● **What is being asked**: Write out exactly the lines of the material below, beginning at the top and ending at the line that contains "elements are placed".

● **Records for this task**:
#####

//! The tether: an ordered chain of point-mass elements.
//!
//! A [`Tether`] owns all of its [`TetherElement`]s in one contiguous
//! arena; neighbors are simply the adjacent indices, so there are no
//! ownership cycles to break. The element at index 0 is the head, the
//! element at index `n - 1` is the tail, and both are pinned: only
//! interior elements are advanced by [`step`](Tether::step).
//!
//! # Update ordering
//!
//! [`step`](Tether::step) advances elements in place from head to tail.
//! An element therefore reads the *already updated* position of its
//! previous neighbor and the not-yet-updated position of its next
//! neighbor within the same tick. This is the documented policy (and the
//! cheaper one); synchronous semantics would require double-buffering
//! element state, which this single-threaded core does not need.
//!
//! # Construction
//!
//! Without endpoint positions, elements start on a deterministic
//! sagging curve (fixed horizontal spacing, sinusoidal vertical offset)
//! that is purely cosmetic. With endpoint positions, the interior
//! elements are placed on a fitted catenary (see [`crate::catenary`])
//! and the endpoints are pinned exactly to the given positions.

use nalgebra::Point3;

#[cfg(feature = "serde")]
use serde::{Deserialize, Serialize};

use crate::catenary::{CatenaryFit, CatenarySolver};
use crate::element::{DEFAULT_DRAG_COEFFICIENT, DEFAULT_LENGTH_GAINS, TetherElement};
use crate::environment::Environment;
use crate::error::TetherError;
use crate::pid::Pid;

/// Relative amplitude of the cosmetic vertical sag used by
/// [`Tether::new`].
const DEFAULT_SAG_RATIO: f64 = 0.1;

/// Per-element physical configuration for a tether.
#[derive(Debug, Clone, Copy, PartialEq)]
#[cfg_attr(feature = "serde", derive(Serialize, Deserialize))]
pub struct TetherConfig {
    /// Mass of each element (kg).
    pub mass: f64,
    /// Displaced volume of each element (m³).
    pub volume: f64,
    /// Quadratic drag coefficient of each element.
    pub drag_coefficient: f64,
    /// Proportional/integral/derivative gains of the length controllers.
    pub length_gains: (f64, f64, f64),
    /// Ambient constants captured by the tether.
    pub environment: Environment,
}

impl Default for TetherConfig {
    fn default() -> Self {
        Self {
            mass: 1.0,
            volume: 1e-4,
            drag_coefficient: DEFAULT_DRAG_COEFFICIENT,
            length_gains: DEFAULT_LENGTH_GAINS,
            environment: Environment::freshwater(),
        }
    }
}

impl TetherConfig {
    /// Set the per-element mass.
    #[must_use]
    pub const fn with_mass(mut self, mass: f64) -> Self {
        self.mass = mass;
        self
    }

    /// Set the per-element displaced volume.
    #[must_use]
    pub const fn with_volume(mut self, volume: f64) -> Self {
        self.volume = volume;
        self
    }

    /// Set the per-element drag coefficient.
    #[must_use]
    pub const fn with_drag_coefficient(mut self, drag_coefficient: f64) -> Self {
        self.drag_coefficient = drag_coefficient;
        self
    }

    /// Set the length-controller gains.
    #[must_use]
    pub const fn with_length_gains(mut self, p: f64, i: f64, d: f64) -> Self {
        self.length_gains = (p, i, d);
        self
    }

    /// Set the ambient environment.
    #[must_use]
    pub const fn with_environment(mut self, environment: Environment) -> Self {
        self.environment = environment;
        self
    }

    /// Check the configuration for physically meaningless values.
    ///
    /// # Errors
    ///
    /// Returns [`TetherError::InvalidConfig`] when the mass is not
    /// positive and finite, or the volume or drag coefficient is
    /// negative.
    pub fn validate(&self) -> Result<(), TetherError> {
        if !(self.mass.is_finite() && self.mass > 0.0) {
            return Err(TetherError::invalid_config(format!(
                "element mass must be positive and finite, got {}",
                self.mass
            )));
        }
        if !(self.volume.is_finite() && self.volume >= 0.0) {
            return Err(TetherError::invalid_config(format!(
                "element volume must be non-negative, got {}",
                self.volume
            )));
        }
        if !(self.drag_coefficient.is_finite() && self.drag_coefficient >= 0.0) {
            return Err(TetherError::invalid_config(format!(
                "drag coefficient must be non-negative, got {}",
                self.drag_coefficient
            )));
        }
        Ok(())
    }
}

/// A tether simulated as a chain of point masses.
#[derive(Debug, Clone, PartialEq)]
#[cfg_attr(feature = "serde", derive(Serialize, Deserialize))]
pub struct Tether {
    /// All elements, head first. Neighbors are adjacent indices.
    elements: Vec<TetherElement>,
    /// Nominal total length (m).
    nominal_length: f64,
    /// Ambient constants captured at construction.
    environment: Environment,
    /// The catenary fit used to place the interior elements, when the
    /// tether was built from endpoint positions.
    catenary_fit: Option<CatenaryFit>,
}

impl Tether {
    /// Create a tether of `n` elements on the default sagging curve.
    ///
    /// The rest length of every link is `length / (n - 1)`. The initial
    /// shape is deterministic and purely cosmetic: elements are spaced
    /// evenly along X with a sinusoidal dip in Z.
    ///
    /// # Errors
    ///
    /// Returns [`TetherError::InvalidElementCount`] when `n < 2`,
    /// [`TetherError::InvalidLength`] when `length` is not positive and
    /// finite, or [`TetherError::InvalidConfig`] for meaningless element
    /// properties.
    pub fn new(length: f64, n: usize, config: TetherConfig) -> Result<Self, TetherError> {
        let rest_length = validate(length, n, &config)?;

        let span = (n - 1) as f64;
        let elements = (0..n)
            .map(|i| {
                let t = i as f64 / span;
                let position = Point3::new(
                    t * length,
                    0.0,
                    -DEFAULT_SAG_RATIO * length * (std::f64::consts::PI * t).sin(),
                );
                build_element(&config, rest_length, position)
            })
            .collect();

        Ok(Self {
            elements,
            nominal_length: length,
            environment: config.environment,
            catenary_fit: None,
        })
    }

    /// Create a tether between two fixed endpoints, with the interior
    /// elements placed on a fitted catenary.
    ///
    /// The head and tail are pinned exactly to `head` and `tail`; the
    /// catenary fit never perturbs them. The fit itself is available
    /// through [`catenary_fit`](Self::catenary_fit) so callers can check
    /// its residual; a fit that stopped at the iteration cap is reported
    /// there (and logged) rather than treated as an error.
    ///
    /// # Errors
    ///
    /// Construction errors as for [`new`](Self::new), plus
    /// [`TetherError::DegenerateEndpoints`] when the endpoints have no
    /// horizontal separation.
    pub fn with_endpoints(
        length: f64,
        n: usize,
        head: Point3<f64>,
        tail: Point3<f64>,
        config: TetherConfig,
    ) -> Result<Self, TetherError> {
        let rest_length = validate(length, n, &config)?;

        let fit = CatenarySolver::default().solve(head, tail, length)?;

        let dx = tail.x - head.x;
        let dy = tail.y - head.y;
        let rmax = dx.hypot(dy);
        let bearing = (dx / rmax, dy / rmax);

        let elements = (0..n)
            .map(|i| {
                let position = if i == 0 {
                    head
                } else if i == n - 1 {
                    tail
                } else {
                    let s = i as f64 * length / n as f64;
                    let r = fit.radius_at_arclength(s);
                    Point3::new(
                        head.x + r * bearing.0,
                        head.y + r * bearing.1,
                        fit.height_at(r),
                    )
                };
                build_element(&config, rest_length, position)
            })
            .collect();

        Ok(Self {
            elements,
            nominal_length: length,
            environment: config.environment,
            catenary_fit: Some(fit),
        })
    }

    /// Advance the whole chain by one tick of `dt` seconds.
    ///
    /// Elements are updated in place from head to tail; the endpoint
    /// guard in [`TetherElement::step`] keeps head and tail fixed. This
    /// call is blocking and non-reentrant — external readers must only
    /// observe the chain between ticks.
    pub fn step(&mut self, dt: f64) {
        for i in 0..self.elements.len() {
            let previous = if i > 0 {
                Some(self.elements[i - 1].position())
            } else {
                None
            };
            let next = if i + 1 < self.elements.len() {
                Some(self.elements[i + 1].position())
            } else {
                None
            };
            self.elements[i].step(previous, next, &self.environment, dt);
        }
    }

    /// Number of elements in the chain.
    #[must_use]
    pub fn element_count(&self) -> usize {
        self.elements.len()
    }

    /// The nominal total length the tether was built with.
    #[must_use]
    pub const fn nominal_length(&self) -> f64 {
        self.nominal_length
    }

    /// The current total length: the sum of the distances between every
    /// adjacent pair of elements.
    ///
    /// Drifts away from [`nominal_length`](Self::nominal_length) as the
    /// links stretch and contract.
    #[must_use]
    pub fn measured_length(&self) -> f64 {
        self.elements
            .windows(2)
            .map(|pair| pair[0].distance_to(pair[1].position()))
            .sum()
    }

    /// The head element.
    #[must_use]
    pub fn head(&self) -> &TetherElement {
        &self.elements[0]
    }

    /// The tail element.
    #[must_use]
    pub fn tail(&self) -> &TetherElement {
        &self.elements[self.elements.len() - 1]
    }

    /// Mutable access to the head, for externally driven endpoints.
    pub fn head_mut(&mut self) -> &mut TetherElement {
        &mut self.elements[0]
    }

    /// Mutable access to the tail, for externally driven endpoints.
    pub fn tail_mut(&mut self) -> &mut TetherElement {
        let last = self.elements.len() - 1;
        &mut self.elements[last]
    }

    /// The element at `index`, head first.
    #[must_use]
    pub fn element(&self, index: usize) -> Option<&TetherElement> {
        self.elements.get(index)
    }

    /// Mutable access to the element at `index`.
    pub fn element_mut(&mut self, index: usize) -> Option<&mut TetherElement> {
        self.elements.get_mut(index)
    }

    /// All elements, head first.
    #[must_use]
    pub fn elements(&self) -> &[TetherElement] {
        &self.elements
    }

    /// The previous neighbor of the element at `index`, if any.
    #[must_use]
    pub fn previous(&self, index: usize) -> Option<&TetherElement> {
        index.checked_sub(1).and_then(|i| self.elements.get(i))
    }

    /// The next neighbor of the element at `index`, if any.
    #[must_use]
    pub fn next(&self, index: usize) -> Option<&TetherElement> {
        self.elements.get(index + 1)
    }

    /// A snapshot of every element position, head first.
    #[must_use]
    pub fn positions(&self) -> Vec<Point3<f64>> {
        self.elements.iter().map(TetherElement::position).collect()
    }

    /// The ambient constants captured at construction.
    #[must_use]
    pub const fn environment(&self) -> &Environment {
        &self.environment
    }

    /// The catenary fit used to place the interior elements, when the
    /// tether was constructed from endpoint positions.
    #[must_use]
    pub const fn catenary_fit(&self) -> Option<&CatenaryFit> {
        self.catenary_fit.as_ref()
    }

    /// Total kinetic energy of the chain.
    #[must_use]
    pub fn kinetic_energy(&self) -> f64 {
        self.elements.iter().map(TetherElement::kinetic_energy).sum()
    }
}

/// Validate construction parameters and return the per-link rest length.
fn validate(length: f64, n: usize, config: &TetherConfig) -> Result<f64, TetherError> {
    if n < 2 {
        return Err(TetherError::InvalidElementCount(n));
    }
    if !(length.is_finite() && length > 0.0) {
        return Err(TetherError::InvalidLength(length));
    }
    config.validate()?;
    Ok(length / (n - 1) as f64)
}

/// Build one element from the shared configuration.
fn build_element(config: &TetherConfig, rest_length: f64, position: Point3<f64>) -> TetherElement {
    let mut element =
        TetherElement::with_position(config.mass, config.volume, rest_length, position);
    element.set_drag_coefficient(config.drag_coefficient);
    let (p, i, d) = config.length_gains;
    element.set_length_controllers(Pid::new(p, i, d));
    element
}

#####

● **Task solution**:
//! The tether: an ordered chain of point-mass elements.
//!
//! A [`Tether`] owns all of its [`TetherElement`]s in one contiguous
//! arena; neighbors are simply the adjacent indices, so there are no
//! ownership cycles to break. The element at index 0 is the head, the
//! element at index `n - 1` is the tail, and both are pinned: only
//! interior elements are advanced by [`step`](Tether::step).
//!
//! # Update ordering
//!
//! [`step`](Tether::step) advances elements in place from head to tail.
//! An element therefore reads the *already updated* position of its
//! previous neighbor and the not-yet-updated position of its next
//! neighbor within the same tick. This is the documented policy (and the
//! cheaper one); synchronous semantics would require double-buffering
//! element state, which this single-threaded core does not need.
//!
//! # Construction
//!
//! Without endpoint positions, elements start on a deterministic
//! sagging curve (fixed horizontal spacing, sinusoidal vertical offset)
//! that is purely cosmetic. With endpoint positions, the interior
//! elements are placed on a fitted catenary (see [`crate::catenary`])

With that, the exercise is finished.